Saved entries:
------------

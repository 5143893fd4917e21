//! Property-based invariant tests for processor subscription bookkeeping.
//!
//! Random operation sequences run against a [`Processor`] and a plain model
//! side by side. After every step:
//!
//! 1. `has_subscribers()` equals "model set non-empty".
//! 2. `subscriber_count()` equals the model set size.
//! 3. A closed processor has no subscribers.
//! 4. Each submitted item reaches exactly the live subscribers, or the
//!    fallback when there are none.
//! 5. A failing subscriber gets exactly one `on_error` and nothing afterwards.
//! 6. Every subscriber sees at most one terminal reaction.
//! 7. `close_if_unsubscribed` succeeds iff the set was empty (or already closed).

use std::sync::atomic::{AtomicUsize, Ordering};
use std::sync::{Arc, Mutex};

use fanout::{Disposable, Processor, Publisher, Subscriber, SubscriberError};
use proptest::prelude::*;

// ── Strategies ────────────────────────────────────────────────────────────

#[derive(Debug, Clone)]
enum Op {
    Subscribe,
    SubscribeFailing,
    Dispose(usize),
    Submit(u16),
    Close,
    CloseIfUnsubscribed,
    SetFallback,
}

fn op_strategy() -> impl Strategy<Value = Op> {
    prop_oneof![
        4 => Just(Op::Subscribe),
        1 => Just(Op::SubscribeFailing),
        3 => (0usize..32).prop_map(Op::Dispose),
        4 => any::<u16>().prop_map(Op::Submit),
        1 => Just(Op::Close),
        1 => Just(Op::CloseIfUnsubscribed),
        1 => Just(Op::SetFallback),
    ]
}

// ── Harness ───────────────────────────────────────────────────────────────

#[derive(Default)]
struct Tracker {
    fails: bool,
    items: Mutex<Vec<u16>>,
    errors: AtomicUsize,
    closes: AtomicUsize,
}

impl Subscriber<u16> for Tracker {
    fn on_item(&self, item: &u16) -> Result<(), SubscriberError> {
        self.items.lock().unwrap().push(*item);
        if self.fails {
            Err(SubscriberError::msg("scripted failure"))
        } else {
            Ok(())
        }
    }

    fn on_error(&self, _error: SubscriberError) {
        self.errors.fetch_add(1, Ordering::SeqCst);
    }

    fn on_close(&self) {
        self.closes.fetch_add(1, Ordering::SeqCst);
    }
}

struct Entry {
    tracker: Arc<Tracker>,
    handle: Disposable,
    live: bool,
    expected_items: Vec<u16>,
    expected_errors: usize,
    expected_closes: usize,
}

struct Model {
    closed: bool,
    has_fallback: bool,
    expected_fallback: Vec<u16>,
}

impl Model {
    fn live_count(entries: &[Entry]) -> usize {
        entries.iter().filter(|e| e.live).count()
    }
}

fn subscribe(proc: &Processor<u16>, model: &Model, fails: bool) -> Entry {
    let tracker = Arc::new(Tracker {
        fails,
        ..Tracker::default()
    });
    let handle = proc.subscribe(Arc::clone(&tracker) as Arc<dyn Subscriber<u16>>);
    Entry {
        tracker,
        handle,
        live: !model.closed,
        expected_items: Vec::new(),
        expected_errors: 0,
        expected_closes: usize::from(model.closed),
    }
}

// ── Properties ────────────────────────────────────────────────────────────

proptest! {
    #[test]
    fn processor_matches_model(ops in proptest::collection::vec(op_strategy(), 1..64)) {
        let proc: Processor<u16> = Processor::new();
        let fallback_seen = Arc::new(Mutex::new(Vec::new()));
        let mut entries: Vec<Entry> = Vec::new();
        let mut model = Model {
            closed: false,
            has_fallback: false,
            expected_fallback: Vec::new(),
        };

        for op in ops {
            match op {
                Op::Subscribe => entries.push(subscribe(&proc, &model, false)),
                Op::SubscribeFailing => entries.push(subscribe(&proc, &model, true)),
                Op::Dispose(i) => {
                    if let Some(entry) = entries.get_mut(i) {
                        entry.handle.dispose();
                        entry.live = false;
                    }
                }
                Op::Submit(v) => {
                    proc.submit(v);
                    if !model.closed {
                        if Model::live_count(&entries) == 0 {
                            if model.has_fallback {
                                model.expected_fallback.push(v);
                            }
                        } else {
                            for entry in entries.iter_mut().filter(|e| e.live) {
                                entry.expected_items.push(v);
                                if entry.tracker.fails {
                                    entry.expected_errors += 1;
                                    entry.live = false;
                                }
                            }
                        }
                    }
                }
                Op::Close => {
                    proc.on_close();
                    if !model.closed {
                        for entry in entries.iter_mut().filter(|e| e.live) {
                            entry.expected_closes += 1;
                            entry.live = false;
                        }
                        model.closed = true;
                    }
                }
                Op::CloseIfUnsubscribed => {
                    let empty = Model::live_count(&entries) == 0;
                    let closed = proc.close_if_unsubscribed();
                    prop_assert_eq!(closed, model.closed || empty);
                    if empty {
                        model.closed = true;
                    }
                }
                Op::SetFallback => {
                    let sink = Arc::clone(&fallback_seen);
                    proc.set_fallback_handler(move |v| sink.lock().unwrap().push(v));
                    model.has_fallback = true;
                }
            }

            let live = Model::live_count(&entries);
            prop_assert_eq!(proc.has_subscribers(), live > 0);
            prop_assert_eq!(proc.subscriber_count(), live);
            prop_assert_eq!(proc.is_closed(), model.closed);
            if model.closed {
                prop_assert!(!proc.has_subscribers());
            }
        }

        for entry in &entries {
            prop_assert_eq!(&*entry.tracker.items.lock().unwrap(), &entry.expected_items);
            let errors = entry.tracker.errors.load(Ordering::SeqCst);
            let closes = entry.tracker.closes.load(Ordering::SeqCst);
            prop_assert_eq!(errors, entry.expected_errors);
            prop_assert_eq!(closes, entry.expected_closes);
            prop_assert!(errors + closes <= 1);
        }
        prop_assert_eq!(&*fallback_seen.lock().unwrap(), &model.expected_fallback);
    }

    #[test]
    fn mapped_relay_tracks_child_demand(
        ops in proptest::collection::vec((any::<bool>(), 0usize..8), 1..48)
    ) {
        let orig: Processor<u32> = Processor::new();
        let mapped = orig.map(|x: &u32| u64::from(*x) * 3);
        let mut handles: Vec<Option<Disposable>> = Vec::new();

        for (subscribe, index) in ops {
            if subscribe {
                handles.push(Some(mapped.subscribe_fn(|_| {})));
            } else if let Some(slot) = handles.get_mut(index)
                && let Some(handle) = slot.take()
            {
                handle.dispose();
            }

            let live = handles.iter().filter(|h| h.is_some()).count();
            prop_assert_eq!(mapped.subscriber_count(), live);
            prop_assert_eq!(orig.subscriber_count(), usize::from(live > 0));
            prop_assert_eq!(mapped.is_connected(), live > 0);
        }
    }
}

------------

Where the word "SeqCst" appears in a line of the entries, copy that line.

        self.errors.fetch_add(1, Ordering::SeqCst);
        self.closes.fetch_add(1, Ordering::SeqCst);
            let errors = entry.tracker.errors.load(Ordering::SeqCst);
            let closes = entry.tracker.closes.load(Ordering::SeqCst);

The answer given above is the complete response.